The Sri Lanka Foreign Service (SLFS) (Sinhala: ශ්‍රී ලංකා විදේශ සේවය; śrī laṁkā vidēśa sēvaya) is the body of career diplomats of Sri Lanka. The Permanent Secretary of the Ministry of Foreign Affairs is also the head of the foreign service.

==History==
Established on 1 October 1949 after the independence of Ceylon in 1948 as the Ceylon Overseas Service with the recruitment of its first batch of cadets. The service was dealt with foreign affairs, as opposed to the older Ceylon Civil Service, which dealt with domestic affairs. Following Sri Lanka becoming a republic in 1972 the service changed its name to Sri Lanka Overseas Service.

==Selection and training==
Members to the foreign service are selected every few years after an exam carried out by the Department of Examinations. The select recruits undergo training at the Bandaranaike International Diplomatic Training Institute and the Sri Lanka Institute of Development Administration.

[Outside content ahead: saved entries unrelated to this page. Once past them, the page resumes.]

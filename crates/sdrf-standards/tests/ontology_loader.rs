//! Loading ontology term sets from disk.

use std::fs;

use proptest::prelude::*;
use sdrf_standards::{
    AgeFormat, OntologyRegistry, SdrfAgeFormat, StandardsError, TEMPLATE_COLUMNS, category_of,
};

#[test]
fn loads_json_file() {
    let dir = tempfile::tempdir().unwrap();
    let path = dir.path().join("terms.json");
    fs::write(
        &path,
        r#"{
            "all_organism_elements": ["Homo sapiens", "Mus musculus"],
            "all_organism_part_elements": ["liver", "heart"]
        }"#,
    )
    .unwrap();

    let registry = OntologyRegistry::load(&path).unwrap();
    assert_eq!(registry.len(), 2);
    let parts = registry.terms_for("characteristics[organism part]").unwrap();
    assert!(parts.contains("liver"));
}

#[test]
fn loads_term_directory() {
    let dir = tempfile::tempdir().unwrap();
    fs::write(
        dir.path().join("all_cell_type_elements.txt"),
        "# cell types\nhepatocyte\nneuron\n",
    )
    .unwrap();
    fs::write(dir.path().join("all_depletion_elements.txt"), "").unwrap();
    fs::write(dir.path().join("README.md"), "not a term set").unwrap();
    fs::write(dir.path().join("notes.txt"), "ignored").unwrap();

    let registry = OntologyRegistry::load(dir.path()).unwrap();
    assert_eq!(
        registry.keys().collect::<Vec<_>>(),
        vec!["all_cell_type_elements", "all_depletion_elements"]
    );
    assert_eq!(
        registry.terms_for("characteristics[cell type]").unwrap().len(),
        2
    );
    assert!(registry.terms_for("comment[depletion]").unwrap().is_empty());
}

#[test]
fn missing_path_is_reported() {
    let dir = tempfile::tempdir().unwrap();
    let err = OntologyRegistry::load(&dir.path().join("absent.json")).unwrap_err();
    assert!(matches!(err, StandardsError::PathNotFound { .. }));
}

#[test]
fn malformed_json_is_reported() {
    let dir = tempfile::tempdir().unwrap();
    let path = dir.path().join("terms.json");
    fs::write(&path, "{ not json").unwrap();
    let err = OntologyRegistry::load(&path).unwrap_err();
    assert!(matches!(err, StandardsError::JsonParse { .. }));
    assert!(err.to_string().contains("terms.json"));
}

#[test]
fn every_ontology_column_has_a_key() {
    for column in TEMPLATE_COLUMNS {
        if category_of(column).uses_ontology() {
            let registry = OntologyRegistry::new();
            let err = registry.terms_for(column).unwrap_err();
            assert!(err.is_not_found(), "{column}");
        }
    }
}

proptest! {
    #[test]
    fn year_ranges_are_valid(from in 0u32..150, to in 0u32..150) {
        let value = format!("{from}Y-{to}Y");
        prop_assert!(SdrfAgeFormat.is_valid(&value));
    }

    #[test]
    fn bare_numbers_are_invalid(n in 0u64..1_000_000) {
        prop_assert!(!SdrfAgeFormat.is_valid(&n.to_string()));
    }
}
//! Table loading for the SDRF mapper.
//!
//! This crate turns files on disk into text-only Polars `DataFrame`s:
//!
//! - **Local tables**: the user's own metadata sheet, as CSV, TSV/TXT or the
//!   first worksheet of an XLSX/XLS/ODS workbook
//! - **SDRF templates**: the tab-separated target table prepared by an earlier
//!   stage, with every column kept as text
//!
//! Every cell is either text or missing; blank cells are missing.
//!
//! # Example
//!
//! ```ignore
//! use std::path::Path;
//! use sdrf_ingest::{read_local_table, read_sdrf_template};
//!
//! let local = read_local_table(Path::new("samples.xlsx"))?;
//! let target = read_sdrf_template(Path::new("template.sdrf.tsv"))?;
//! ```

mod delimited;
mod error;
mod format;
mod grid;
mod header;
mod workbook;

use std::path::Path;

use polars::prelude::DataFrame;

// === Error Types ===
pub use error::{IngestError, Result};

// === Readers ===
pub use delimited::read_delimited;
pub use format::TableFormat;
pub use header::{normalize_header, unique_headers};
pub use workbook::read_first_sheet;

/// Loads a local metadata table, choosing the reader from the file extension.
pub fn read_local_table(path: &Path) -> Result<DataFrame> {
    let format = TableFormat::from_path(path)?;
    tracing::info!(path = %path.display(), ?format, "loading local table");
    match format.delimiter() {
        Some(delimiter) => read_delimited(path, delimiter),
        None => read_first_sheet(path),
    }
}

/// Loads an SDRF template (tab-separated, every column as text).
pub fn read_sdrf_template(path: &Path) -> Result<DataFrame> {
    tracing::info!(path = %path.display(), "loading SDRF template");
    read_delimited(path, b'\t')
}
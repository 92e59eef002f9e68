//! Delivery of match outcomes to the user.

use sdrf_validate::NoticeKind;

use crate::record::{MatchRecord, RowCountMismatch};

/// Receives one notice per confirmed or skipped pair.
pub trait Reporter {
    /// Called after each pair has been recorded.
    fn report(&mut self, record: &MatchRecord);

    /// Called once at session start when the row counts differ.
    fn row_mismatch(&mut self, _mismatch: &RowCountMismatch) {}
}

/// Logs notices through `tracing`.
///
/// Only column names, outcome labels and counts are logged; cell values
/// stay out of the log.
#[derive(Debug, Clone, Copy, Default)]
pub struct TracingReporter;

impl Reporter for TracingReporter {
    fn report(&mut self, record: &MatchRecord) {
        let target = record.target.as_deref().unwrap_or("-");
        let outcome = record.diagnostic.label();
        match record.diagnostic.notice() {
            NoticeKind::Success => {
                tracing::info!(local = %record.local, target_column = %target, outcome, "pair accepted");
            }
            NoticeKind::Error => tracing::warn!(
                local = %record.local,
                target_column = %target,
                outcome,
                offending = record.diagnostic.offending_values().len(),
                "pair rejected"
            ),
            NoticeKind::Instruction => tracing::info!(
                local = %record.local,
                target_column = %target,
                outcome,
                "column needs manual ontology input"
            ),
            NoticeKind::Neutral => {
                tracing::info!(local = %record.local, "column skipped");
            }
        }
    }

    fn row_mismatch(&mut self, mismatch: &RowCountMismatch) {
        tracing::warn!(
            local_rows = mismatch.local_rows,
            target_rows = mismatch.target_rows,
            "local and target tables have different row counts"
        );
    }
}

/// Keeps every record in memory; useful for callers that render notices later.
impl Reporter for Vec<MatchRecord> {
    fn report(&mut self, record: &MatchRecord) {
        self.push(record.clone());
    }
}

== Secretary to the Ministry of Foreign Affairs==

- Ms. Aruni Ranaraja (19 November 2024 - to date)
- Ms. Aruni Wijewardane (20 May 2022 – 19 November 2024)
- Admiral Prof. Jayanath Colombage (14 August 2020 - 20 May 2022)
- Mr. Ravinatha Aryasinha (31 Oct 2018 – 14 August 2020)
- Mr. Prasad_Kariyawasam (16 Aug 2017 – )
- Mr. Esala Weerakoon (1 Aug 2016 – )
- Ms. Chitranganee Wagiswara (19 Jan 2015 – )
- Ms. Kshenuka Senewiratne (Jan 2014 – )

== Positions==

At the Ministry of Foreign Affairs
- Secretary to the Ministry of Foreign Affairs (Appointed by the President)
- Additional Secretary (Appointed by the Public Service Commission)
- Director General (Grade I)
- Director (Grade II/Grade III)
- Deputy Director (Grade III)
- Assistant Secretary (Grade III - entry level)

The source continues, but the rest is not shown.